Fanconi anemia (FA) is a genetically inherited disorder that yields cytogenetic instability, hypersensitivity to DNA crosslinking compounds and defective DNA repair. A variety of genes have been identified within the FA pathway that are referred to as the Fanconi anemia complementation group. One member of this group, FANCD2, is monoubiquitinated in response to DNA damage. At this point, FANCD2 specifically localizes to the nucleus to represent the site of DNA repair, often times to the DNA replication fork. In addition to monoubiquitination, FANCD2 can also be phosphorylated by the cell checkpoint kinases ATM and ATR. Using a FANCD2 antibody to further elucidate the role of FANCD2 the DNA damage pathway is a popular approach to understanding DNA repair in a variety of experimental models.
FANCD2 Antibody [NB100-182] - Analysis using the Biotin conjugate of NB100-182. FancD2 colocalizes in vivo with another protein in SiHa cells after cell exposure to IR. Proliferating SiHa cells were exposed to 10 Gy of IR and double -color immunofluorescence staining was performed after 8 h. Images were captured in a Kodak digital image system on a Leica fluorescence microscope.
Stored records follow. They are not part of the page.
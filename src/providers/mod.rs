//! Series providers.
//!
//! Defines the `SeriesProvider` trait and provides implementations for:
//! - FRED — macro indicators and rates (API key required)
//! - FinMind — EUR/TWD cash exchange quotes (baseline currency series)
//! - Yahoo chart — per-ticker daily closing prices (optional columns)

pub mod finmind;
pub mod fred;
pub mod yahoo;

use async_trait::async_trait;
use chrono::NaiveDate;
use std::time::Duration;
use tracing::{debug, warn};

use crate::types::{PipelineError, RawSeries};

/// Abstraction over external time-series sources.
///
/// One call fetches one raw series for one resolved code from the given
/// start date. Implementations tag the result with their sentinel
/// convention so the imputer knows what "missing" looks like.
#[async_trait]
pub trait SeriesProvider: Send + Sync {
    /// Provider name for logging and error attribution.
    fn name(&self) -> &str;

    /// Fetch the raw series for a resolved code.
    async fn fetch(&self, code: &str, start_date: NaiveDate)
        -> Result<RawSeries, PipelineError>;
}

// ---------------------------------------------------------------------------
// Retry
// ---------------------------------------------------------------------------

/// Retry policy for transient network failures.
///
/// 4xx responses are never retried — they mean the request itself is
/// wrong (bad code, bad key) and will not heal with time.
#[derive(Debug, Clone, Copy)]
pub struct RetryPolicy {
    pub max_attempts: u32,
    /// Base delay, doubled on each subsequent attempt.
    pub backoff: Duration,
}

impl Default for RetryPolicy {
    fn default() -> Self {
        RetryPolicy {
            max_attempts: 3,
            backoff: Duration::from_millis(500),
        }
    }
}

impl RetryPolicy {
    pub fn new(max_attempts: u32, backoff: Duration) -> Self {
        RetryPolicy {
            max_attempts: max_attempts.max(1),
            backoff,
        }
    }

    fn delay(&self, attempt: u32) -> Duration {
        self.backoff * 2u32.saturating_pow(attempt)
    }
}

/// Build a `Fetch` error with provider attribution.
pub(crate) fn fetch_err(provider: &str, code: &str, message: impl Into<String>) -> PipelineError {
    PipelineError::Fetch {
        provider: provider.to_string(),
        code: code.to_string(),
        message: message.into(),
    }
}

/// Send a request, retrying on transport errors and 5xx responses.
pub(crate) async fn send_with_retry(
    policy: RetryPolicy,
    request: reqwest::RequestBuilder,
    provider: &str,
    code: &str,
) -> Result<reqwest::Response, PipelineError> {
    let mut last_error = String::new();

    for attempt in 0..policy.max_attempts {
        let req = match request.try_clone() {
            Some(r) => r,
            // Non-cloneable request bodies get a single attempt.
            None => {
                return request.send().await.map_err(|e| {
                    fetch_err(provider, code, format!("request failed: {e}"))
                })
            }
        };

        match req.send().await {
            Ok(resp) if resp.status().is_success() => return Ok(resp),
            Ok(resp) if resp.status().is_client_error() => {
                return Err(fetch_err(
                    provider,
                    code,
                    format!("non-retryable response: {}", resp.status()),
                ));
            }
            Ok(resp) => {
                last_error = format!("server error: {}", resp.status());
            }
            Err(e) => {
                last_error = format!("transport error: {e}");
            }
        }

        if attempt + 1 < policy.max_attempts {
            let delay = policy.delay(attempt);
            debug!(
                provider,
                code,
                attempt = attempt + 1,
                delay_ms = delay.as_millis() as u64,
                error = %last_error,
                "Retrying fetch"
            );
            tokio::time::sleep(delay).await;
        }
    }

    warn!(provider, code, error = %last_error, "Fetch exhausted retries");
    Err(fetch_err(
        provider,
        code,
        format!("{last_error} after {} attempts", policy.max_attempts),
    ))
}

// ---------------------------------------------------------------------------
// Tests
// ---------------------------------------------------------------------------
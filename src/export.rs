//! Workbook export: one CSV file per named sheet.
//!
//! Sheets are materialized in memory and nothing touches the filesystem
//! until every sheet has been built — a run that dies halfway through
//! fetching never leaves a partial workbook behind.

use anyhow::{Context, Result};
use std::path::{Path, PathBuf};

use crate::pipeline::{LongTable, WideTable};

/// A fully materialized sheet: header plus string-rendered rows.
#[derive(Debug, Clone)]
pub struct Sheet {
    pub name: String,
    pub header: Vec<String>,
    pub rows: Vec<Vec<String>>,
}

impl Sheet {
    /// File name for this sheet within the workbook directory.
    fn file_name(&self) -> String {
        let stem: String = self
            .name
            .chars()
            .map(|c| {
                if c.is_ascii_alphanumeric() {
                    c.to_ascii_lowercase()
                } else {
                    '_'
                }
            })
            .collect();
        format!("{stem}.csv")
    }
}

fn cell(value: Option<f64>) -> String {
    match value {
        Some(v) => v.to_string(),
        // Absent stays visibly empty, never zero.
        None => String::new(),
    }
}

/// Render a wide-by-date table: `DATE` column plus one column per series.
pub fn wide_sheet(name: &str, table: &WideTable) -> Sheet {
    let mut header = vec!["DATE".to_string()];
    header.extend(table.columns().iter().cloned());

    let rows = table
        .iter()
        .map(|(date, row)| {
            let mut out = Vec::with_capacity(row.len() + 1);
            out.push(date.to_string());
            out.extend(row.iter().map(|v| cell(*v)));
            out
        })
        .collect();

    Sheet {
        name: name.to_string(),
        header,
        rows,
    }
}

/// Render a long table: `DATE` and `Country` columns plus the indicators.
pub fn long_sheet(name: &str, table: &LongTable) -> Sheet {
    let mut header = vec!["DATE".to_string(), "Country".to_string()];
    header.extend(table.columns().iter().cloned());

    let rows = table
        .iter()
        .map(|((date, entity), row)| {
            let mut out = Vec::with_capacity(row.len() + 2);
            out.push(date.to_string());
            out.push(entity.clone());
            out.extend(row.iter().map(|v| cell(*v)));
            out
        })
        .collect();

    Sheet {
        name: name.to_string(),
        header,
        rows,
    }
}

/// An ordered collection of sheets written out together.
#[derive(Debug, Default)]
pub struct Workbook {
    sheets: Vec<Sheet>,
}

impl Workbook {
    pub fn new() -> Self {
        Workbook::default()
    }

    pub fn add_sheet(&mut self, sheet: Sheet) {
        self.sheets.push(sheet);
    }

    pub fn sheets(&self) -> &[Sheet] {
        &self.sheets
    }

    /// Write every sheet as a CSV file under `dir`, creating it if needed.
    /// Returns the written paths in sheet order.
    pub fn write_to(&self, dir: &Path) -> Result<Vec<PathBuf>> {
        std::fs::create_dir_all(dir)
            .with_context(|| format!("Failed to create output directory: {}", dir.display()))?;

        let mut paths = Vec::with_capacity(self.sheets.len());
        for sheet in &self.sheets {
            let path = dir.join(sheet.file_name());
            let mut writer = csv::Writer::from_path(&path)
                .with_context(|| format!("Failed to open {}", path.display()))?;
            writer
                .write_record(&sheet.header)
                .with_context(|| format!("Failed to write header for sheet {:?}", sheet.name))?;
            for row in &sheet.rows {
                writer
                    .write_record(row)
                    .with_context(|| format!("Failed to write row for sheet {:?}", sheet.name))?;
            }
            writer
                .flush()
                .with_context(|| format!("Failed to flush sheet {:?}", sheet.name))?;
            paths.push(path);
        }
        Ok(paths)
    }
}

// ---------------------------------------------------------------------------
// Tests
// ---------------------------------------------------------------------------

#[cfg(test)]
mod tests {
    use super::*;
    use crate::types::CleanSeries;
    use chrono::NaiveDate;

    fn d(s: &str) -> NaiveDate {
        s.parse().unwrap()
    }

    #[test]
    fn test_sheet_file_name_sanitized() {
        let sheet = Sheet {
            name: "Euros and Rates".into(),
            header: vec![],
            rows: vec![],
        };
        assert_eq!(sheet.file_name(), "euros_and_rates.csv");
    }

    #[test]
    fn test_wide_sheet_renders_absent_as_empty() {
        let mut table = WideTable::new(vec!["A".into(), "B".into()]);
        table
            .insert(&CleanSeries::new(None, "A", vec![(d("2024-01-01"), 1.5)]))
            .unwrap();
        let sheet = wide_sheet("Rates", &table);
        assert_eq!(sheet.header, vec!["DATE", "A", "B"]);
        assert_eq!(sheet.rows, vec![vec!["2024-01-01", "1.5", ""]]);
    }

    #[test]
    fn test_long_sheet_has_country_column() {
        let mut table = LongTable::new(vec!["GDP".into()]);
        table
            .insert(&CleanSeries::new(
                Some("Germany"),
                "GDP",
                vec![(d("2024-01-01"), 900.0)],
            ))
            .unwrap();
        let sheet = long_sheet("Macro", &table);
        assert_eq!(sheet.header, vec!["DATE", "Country", "GDP"]);
        assert_eq!(sheet.rows, vec![vec!["2024-01-01", "Germany", "900"]]);
    }

    #[test]
    fn test_workbook_writes_all_sheets() {
        let dir = tempfile::tempdir().unwrap();
        let mut table = WideTable::new(vec!["A".into()]);
        table
            .insert(&CleanSeries::new(None, "A", vec![(d("2024-01-01"), 1.0)]))
            .unwrap();

        let mut workbook = Workbook::new();
        workbook.add_sheet(wide_sheet("First Sheet", &table));
        workbook.add_sheet(wide_sheet("Second Sheet", &table));

        let paths = workbook.write_to(dir.path()).unwrap();
        assert_eq!(paths.len(), 2);
        assert!(paths[0].ends_with("first_sheet.csv"));

        let contents = std::fs::read_to_string(&paths[0]).unwrap();
        assert_eq!(contents, "DATE,A\n2024-01-01,1\n");
    }

    #[test]
    fn test_workbook_creates_missing_directory() {
        let dir = tempfile::tempdir().unwrap();
        let nested = dir.path().join("out").join("deep");
        let workbook = Workbook::new();
        workbook.write_to(&nested).unwrap();
        assert!(nested.is_dir());
    }
}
The first group in discussion is Zhou et al, who used a FANCD2 antibody in their research on chronic kidney disease, specifically karyomegalic interstitial nephritis (KIN). While their studies focused primarily on FAN1 – the Fanconi anemia-associated nuclease 1 is recruited to sites of DNA damage by interacting with a monoubiquitinated FANCI-FANCD2 complex. First, a FAN1 antibody and a FANCD2 antibody were used in immunohistochemistry to establish the expression levels of both FAN1 and FANCD2 in tissue and organ samples. This group found that FAN1 was present in an abundance of organs, where FANCD2 was present in nearly 6 types lymphatic or bone marrow sources, as well as skin and testis. Once this was determined, they went on to find that in the absence of FAN1 there was an increase in DNA damage response (DDR) and apoptosis.
In a recent Nature article, Minocherhomji et al used a FANCD2 antibody as DNA damage response induction marker in their studies to prove that replication stress is responsible for DNA repair synthesis during mitosis. A predicted driver of tumorogenesis has been presented where oncogene induced DNA replication stress is responsible. Specifically, cells that enter into mitosis activate the presence of MUS81 to attend to common fragile sites on the chromosome in order to repair. However, their research suggests that this attempt at rescuing the common fragile sites actually turns on DNA replication, which in turn causes chromosomal instability (as noted with the use of a FANCD2 antibody).
Overall, the understanding DNA repair is of high importance given its involvement in several biological processes. Aside from day to day biological processes, pin pointing the mechanisms of DNA repair through the FA pathway, or even in other models, has promise to determine sensitivity of cancer cells to chemotherapeutics. The latest finding in FANCD2 research is the proposition that FANCI is required to activate the FANCD2 pathway, and may need deubiquitination and dephosphorylation for this to occur.